### PROBLEM REQUIREMENTS
Give back the entries exactly, ending with the "pub mod data;" line.

--- EXERCISE MATERIALS Enclosed Below ---

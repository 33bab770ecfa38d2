//! Ordercast Core — order records, daily aggregation, calendar features,
//! series statistics.
//!
//! This crate contains the pure data pipeline:
//! - Domain types (order records, daily and augmented series)
//! - CSV order loading with a single fixed date format
//! - Daily aggregation of ordered quantity
//! - Calendar feature derivation and the US exchange holiday calendar
//! - Trailing mean and autocorrelation
//!
//! Every stage is a synchronous, side-effect-free transformation that
//! consumes one table and produces a new one. Orchestration, evaluation,
//! and artifact export live in `ordercast-runner`.

pub mod aggregate;
pub mod calendar;
pub mod data;
pub mod domain;
pub mod stats;
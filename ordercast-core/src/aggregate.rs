//! Daily aggregation of order records.
//!
//! Groups orders by calendar date and sums ordered quantity. Duplicates at
//! the same date are summed, never averaged. Output is ascending by date
//! with one row per date, regardless of input order.

use std::collections::BTreeMap;

use chrono::NaiveDate;

use crate::domain::{DailyPoint, DailySeries, OrderRecord};

/// Aggregate order records into a daily demand series.
///
/// Sum of `total_quantity` over the output equals the sum of `quantity`
/// over the input (conservation, property-tested).
pub fn aggregate_daily(records: &[OrderRecord]) -> DailySeries {
    let mut totals: BTreeMap<NaiveDate, u64> = BTreeMap::new();
    for record in records {
        *totals.entry(record.date()).or_insert(0) += u64::from(record.quantity);
    }

    DailySeries {
        points: totals
            .into_iter()
            .map(|(date, total_quantity)| DailyPoint {
                date,
                total_quantity,
            })
            .collect(),
    }
}
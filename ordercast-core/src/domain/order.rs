//! OrderRecord — one parsed row of the source order CSV.

use chrono::{NaiveDate, NaiveDateTime};
use serde::{Deserialize, Serialize};

/// A single sales order line, immutable once read.
///
/// `quantity` is non-negative by construction (unsigned); the loader rejects
/// rows whose quantity column does not parse as an unsigned integer.
#[derive(Debug, Clone, PartialEq, Serialize, Deserialize)]
pub struct OrderRecord {
    pub order_date: NaiveDateTime,
    pub order_number: u32,
    pub quantity: u32,
    pub unit_price: f64,
    pub product_line: String,
    pub product_code: String,
    pub status: String,
}

impl OrderRecord {
    /// Calendar date of the order (time-of-day discarded for aggregation).
    pub fn date(&self) -> NaiveDate {
        self.order_date.date()
    }
}
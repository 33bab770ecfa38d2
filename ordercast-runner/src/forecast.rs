//! Naive persistence forecast and its error metric.
//!
//! The forecast for every test point is the last defined trailing-mean
//! value of the training range, carried forward as a constant. No rolling
//! recomputation into the test range.

use thiserror::Error;

/// Errors from forecasting and scoring.
#[derive(Debug, Error)]
pub enum ForecastError {
    #[error(
        "training range has no defined moving average ({train_days} days < window {window})"
    )]
    NoDefinedAverage { window: usize, train_days: usize },

    #[error("cannot score an empty test range")]
    EmptyTest,

    #[error("actual and forecast lengths differ: {actual} vs {forecast}")]
    LengthMismatch { actual: usize, forecast: usize },
}

/// Last defined (non-NaN) value of a trailing-mean series.
pub fn last_defined(values: &[f64]) -> Option<f64> {
    values.iter().rev().copied().find(|v| !v.is_nan())
}

/// Constant carry-forward forecast over `test_len` points.
///
/// `window` is only reported in the error when the training range never
/// reaches a defined average.
pub fn persistence_forecast(
    train_ma: &[f64],
    test_len: usize,
    window: usize,
) -> Result<Vec<f64>, ForecastError> {
    if test_len == 0 {
        return Err(ForecastError::EmptyTest);
    }
    let last = last_defined(train_ma).ok_or(ForecastError::NoDefinedAverage {
        window,
        train_days: train_ma.len(),
    })?;
    Ok(vec![last; test_len])
}

/// Mean absolute error over paired actual/forecast values.
pub fn mean_absolute_error(actual: &[f64], forecast: &[f64]) -> Result<f64, ForecastError> {
    if actual.len() != forecast.len() {
        return Err(ForecastError::LengthMismatch {
            actual: actual.len(),
            forecast: forecast.len(),
        });
    }
    if actual.is_empty() {
        return Err(ForecastError::EmptyTest);
    }
    let total: f64 = actual
        .iter()
        .zip(forecast)
        .map(|(a, f)| (a - f).abs())
        .sum();
    Ok(total / actual.len() as f64)
}
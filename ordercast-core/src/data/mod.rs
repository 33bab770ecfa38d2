//! Data layer: CSV order loading.

pub mod loader;

pub use loader::{load_orders, parse_order_date, LoadError, ORDER_DATE_FORMAT};
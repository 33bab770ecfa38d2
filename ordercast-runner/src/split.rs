//! Train/test splitting at a cutoff date.
//!
//! The cutoff is an inclusive lower bound for the test range: train holds
//! dates strictly before the cutoff, test holds dates on or after it. The
//! partition is total and non-overlapping, preserving series order.

use chrono::NaiveDate;

use ordercast_core::domain::AugmentedSeries;

/// Partition a series at the cutoff date into (train, test).
pub fn split_at(series: &AugmentedSeries, cutoff: NaiveDate) -> (AugmentedSeries, AugmentedSeries) {
    let (train, test) = series
        .points
        .iter()
        .cloned()
        .partition(|p| p.date < cutoff);
    (
        AugmentedSeries { points: train },
        AugmentedSeries { points: test },
    )
}

#[cfg(test)]
mod tests {
    use super::*;
    use ordercast_core::calendar::{derive_calendar_fields, HolidaySet};
    use ordercast_core::domain::{DailyPoint, DailySeries};

    fn series_of(days: &[u32]) -> AugmentedSeries {
        let daily = DailySeries {
            points: days
                .iter()
                .map(|&d| DailyPoint {
                    date: NaiveDate::from_ymd_opt(2004, 11, d).unwrap(),
                    total_quantity: u64::from(d),
                })
                .collect(),
        };
        derive_calendar_fields(&daily, &HolidaySet::default())
    }

    #[test]
    fn cutoff_date_belongs_to_test() {
        let series = series_of(&[1, 2, 3, 4]);
        let cutoff = NaiveDate::from_ymd_opt(2004, 11, 3).unwrap();
        let (train, test) = split_at(&series, cutoff);

        assert_eq!(train.len(), 2);
        assert_eq!(test.len(), 2);
        assert!(train.points.iter().all(|p| p.date < cutoff));
        assert!(test.points.iter().all(|p| p.date >= cutoff));
        assert_eq!(test.points[0].date, cutoff);
    }

    #[test]
    fn partition_is_total() {
        let series = series_of(&[1, 2, 3, 4, 5]);
        let cutoff = NaiveDate::from_ymd_opt(2004, 11, 4).unwrap();
        let (train, test) = split_at(&series, cutoff);
        assert_eq!(train.len() + test.len(), series.len());
    }

    #[test]
    fn cutoff_before_series_puts_everything_in_test() {
        let series = series_of(&[10, 11]);
        let (train, test) = split_at(&series, NaiveDate::from_ymd_opt(2004, 1, 1).unwrap());
        assert!(train.is_empty());
        assert_eq!(test.len(), 2);
    }

    #[test]
    fn cutoff_after_series_puts_everything_in_train() {
        let series = series_of(&[10, 11]);
        let (train, test) = split_at(&series, NaiveDate::from_ymd_opt(2005, 1, 1).unwrap());
        assert_eq!(train.len(), 2);
        assert!(test.is_empty());
    }
}
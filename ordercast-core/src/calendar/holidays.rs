//! US exchange holiday calendar.
//!
//! Nine holidays per year with observed-date shift rules:
//! - Fixed-date holidays (New Year's Day, Independence Day, Christmas) use
//!   nearest-workday observance: Saturday shifts to the preceding Friday,
//!   Sunday to the following Monday.
//! - Floating holidays are nth/last-weekday rules (MLK Day, Presidents'
//!   Day, Memorial Day, Labor Day, Thanksgiving).
//! - Good Friday is two days before Easter Sunday, computed with the
//!   anonymous Gregorian computus.
//!
//! The observed New Year's Day of a year can land on Dec 31 of the prior
//! year; it is still part of that year's calendar. Membership is exact date
//! equality, never date-adjacent matching.

use std::collections::BTreeSet;

use chrono::{Datelike, Duration, NaiveDate, Weekday};

/// Precomputed set of observed holiday dates for a span of years.
#[derive(Debug, Clone, Default, PartialEq, Eq)]
pub struct HolidaySet {
    dates: BTreeSet<NaiveDate>,
}

impl HolidaySet {
    /// Build the observed holiday set for the given years.
    pub fn for_years(years: &[i32]) -> Self {
        let dates = years
            .iter()
            .flat_map(|&year| holidays_for_year(year))
            .map(|(_, date)| date)
            .collect();
        Self { dates }
    }

    /// Exact membership test.
    pub fn contains(&self, date: NaiveDate) -> bool {
        self.dates.contains(&date)
    }

    pub fn len(&self) -> usize {
        self.dates.len()
    }

    pub fn is_empty(&self) -> bool {
        self.dates.is_empty()
    }

    /// All observed dates, ascending.
    pub fn dates(&self) -> impl Iterator<Item = NaiveDate> + '_ {
        self.dates.iter().copied()
    }
}

/// The nine observed holidays of one year, in calendar order of their
/// nominal dates: (name, observed date).
pub fn holidays_for_year(year: i32) -> Vec<(&'static str, NaiveDate)> {
    vec![
        ("New Year's Day", nearest_workday(ymd(year, 1, 1))),
        (
            "Martin Luther King Jr. Day",
            nth_weekday_of_month(year, 1, Weekday::Mon, 3),
        ),
        (
            "Presidents' Day",
            nth_weekday_of_month(year, 2, Weekday::Mon, 3),
        ),
        ("Good Friday", good_friday(year)),
        ("Memorial Day", last_weekday_of_month(year, 5, Weekday::Mon)),
        ("Independence Day", nearest_workday(ymd(year, 7, 4))),
        ("Labor Day", nth_weekday_of_month(year, 9, Weekday::Mon, 1)),
        (
            "Thanksgiving",
            nth_weekday_of_month(year, 11, Weekday::Thu, 4),
        ),
        ("Christmas", nearest_workday(ymd(year, 12, 25))),
    ]
}

/// Nearest-workday observance: Saturday shifts back to Friday, Sunday
/// forward to Monday, weekdays stay put.
pub fn nearest_workday(date: NaiveDate) -> NaiveDate {
    match date.weekday() {
        Weekday::Sat => date - Duration::days(1),
        Weekday::Sun => date + Duration::days(1),
        _ => date,
    }
}

/// The nth (1-based) given weekday of a month.
pub fn nth_weekday_of_month(year: i32, month: u32, weekday: Weekday, n: u32) -> NaiveDate {
    let first = ymd(year, month, 1);
    let offset = (weekday.num_days_from_monday() + 7 - first.weekday().num_days_from_monday()) % 7;
    first + Duration::days(i64::from(offset + 7 * (n - 1)))
}

/// The last given weekday of a month.
pub fn last_weekday_of_month(year: i32, month: u32, weekday: Weekday) -> NaiveDate {
    let last = if month == 12 {
        ymd(year, 12, 31)
    } else {
        ymd(year, month + 1, 1) - Duration::days(1)
    };
    let back = (last.weekday().num_days_from_monday() + 7 - weekday.num_days_from_monday()) % 7;
    last - Duration::days(i64::from(back))
}

/// Easter Sunday via the anonymous Gregorian computus.
pub fn easter_sunday(year: i32) -> NaiveDate {
    let a = year % 19;
    let b = year / 100;
    let c = year % 100;
    let d = b / 4;
    let e = b % 4;
    let f = (b + 8) / 25;
    let g = (b - f + 1) / 3;
    let h = (19 * a + b - d - g + 15) % 30;
    let i = c / 4;
    let k = c % 4;
    let l = (32 + 2 * e + 2 * i - h - k) % 7;
    let m = (a + 11 * h + 22 * l) / 451;
    let month = (h + l - 7 * m + 114) / 31;
    let day = (h + l - 7 * m + 114) % 31 + 1;
    ymd(year, month as u32, day as u32)
}

/// Good Friday: two days before Easter Sunday.
pub fn good_friday(year: i32) -> NaiveDate {
    easter_sunday(year) - Duration::days(2)
}

fn ymd(year: i32, month: u32, day: u32) -> NaiveDate {
    NaiveDate::from_ymd_opt(year, month, day).expect("valid calendar date")
}
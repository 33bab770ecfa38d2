//! Daily and augmented series — the evolving tables of the pipeline.
//!
//! Every stage produces a new table; nothing is mutated in place. A
//! `DailySeries` holds one point per calendar date present in the source,
//! ascending and unique. An `AugmentedSeries` adds the derived calendar
//! fields and the holiday flag.

use chrono::{Datelike, NaiveDate};
use serde::{Deserialize, Serialize};

/// One day of aggregated demand: total ordered quantity across all orders
/// and product codes on that date.
#[derive(Debug, Clone, Copy, PartialEq, Eq, Serialize, Deserialize)]
pub struct DailyPoint {
    pub date: NaiveDate,
    pub total_quantity: u64,
}

/// Daily demand series, ascending by date with unique dates.
#[derive(Debug, Clone, Default, PartialEq, Serialize, Deserialize)]
pub struct DailySeries {
    pub points: Vec<DailyPoint>,
}

impl DailySeries {
    pub fn len(&self) -> usize {
        self.points.len()
    }

    pub fn is_empty(&self) -> bool {
        self.points.is_empty()
    }

    pub fn first_date(&self) -> Option<NaiveDate> {
        self.points.first().map(|p| p.date)
    }

    pub fn last_date(&self) -> Option<NaiveDate> {
        self.points.last().map(|p| p.date)
    }

    /// Sum of `total_quantity` over the whole series.
    pub fn total_quantity(&self) -> u64 {
        self.points.iter().map(|p| p.total_quantity).sum()
    }

    /// Calendar years spanned by the series, first to last inclusive.
    /// Empty for an empty series.
    pub fn years(&self) -> Vec<i32> {
        match (self.first_date(), self.last_date()) {
            (Some(first), Some(last)) => (first.year()..=last.year()).collect(),
            _ => Vec::new(),
        }
    }

    /// True when dates are strictly increasing (and therefore unique).
    pub fn is_strictly_increasing(&self) -> bool {
        self.points.windows(2).all(|w| w[0].date < w[1].date)
    }
}

/// A `DailyPoint` plus derived calendar fields and the holiday flag.
///
/// All derived fields are pure functions of `date` (plus the holiday set);
/// `holiday` is serialized as `1`/`0` in CSV artifacts.
#[derive(Debug, Clone, PartialEq, Serialize, Deserialize)]
pub struct AugmentedPoint {
    /// Position in the series, 0-based.
    pub index: usize,
    pub date: NaiveDate,
    pub total_quantity: u64,
    pub year: i32,
    /// Half-year, 1 or 2.
    pub half: u8,
    /// Quarter, 1 through 4.
    pub quarter: u8,
    /// Abbreviated month label ("Jan" .. "Dec").
    pub month: String,
    /// Day of month.
    pub day: u32,
    /// Abbreviated weekday label ("Mon" .. "Sun").
    pub weekday: String,
    pub holiday: bool,
}

/// Daily series with calendar features, same ordering invariant as
/// `DailySeries`.
#[derive(Debug, Clone, Default, PartialEq, Serialize, Deserialize)]
pub struct AugmentedSeries {
    pub points: Vec<AugmentedPoint>,
}

impl AugmentedSeries {
    pub fn len(&self) -> usize {
        self.points.len()
    }

    pub fn is_empty(&self) -> bool {
        self.points.is_empty()
    }

    /// Total quantities as f64, in series order, for the statistics layer.
    pub fn quantities(&self) -> Vec<f64> {
        self.points.iter().map(|p| p.total_quantity as f64).collect()
    }
}

#[cfg(test)]
mod tests {
    use super::*;

    fn day(y: i32, m: u32, d: u32, q: u64) -> DailyPoint {
        DailyPoint {
            date: NaiveDate::from_ymd_opt(y, m, d).unwrap(),
            total_quantity: q,
        }
    }

    #[test]
    fn years_spans_first_to_last() {
        let series = DailySeries {
            points: vec![day(2003, 1, 6, 10), day(2005, 5, 31, 3)],
        };
        assert_eq!(series.years(), vec![2003, 2004, 2005]);
    }

    #[test]
    fn years_of_empty_series_is_empty() {
        assert!(DailySeries::default().years().is_empty());
    }

    #[test]
    fn total_quantity_sums_all_points() {
        let series = DailySeries {
            points: vec![day(2003, 1, 6, 15), day(2003, 1, 7, 3)],
        };
        assert_eq!(series.total_quantity(), 18);
    }

    #[test]
    fn strictly_increasing_detects_duplicates() {
        let ok = DailySeries {
            points: vec![day(2003, 1, 6, 1), day(2003, 1, 7, 1)],
        };
        assert!(ok.is_strictly_increasing());

        let dup = DailySeries {
            points: vec![day(2003, 1, 6, 1), day(2003, 1, 6, 1)],
        };
        assert!(!dup.is_strictly_increasing());
    }
}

--- End of Enclosed EXERCISE MATERIALS ---

### RESPONSE TO THE EXERCISE
repository 33bab770ecfa38d2
//! Ordercast Core — order records, daily aggregation, calendar features,
//! series statistics.
//!
//! This crate contains the pure data pipeline:
//! - Domain types (order records, daily and augmented series)
//! - CSV order loading with a single fixed date format
//! - Daily aggregation of ordered quantity
//! - Calendar feature derivation and the US exchange holiday calendar
//! - Trailing mean and autocorrelation
//!
//! Every stage is a synchronous, side-effect-free transformation that
//! consumes one table and produces a new one. Orchestration, evaluation,
//! and artifact export live in `ordercast-runner`.

pub mod aggregate;
pub mod calendar;
pub mod data;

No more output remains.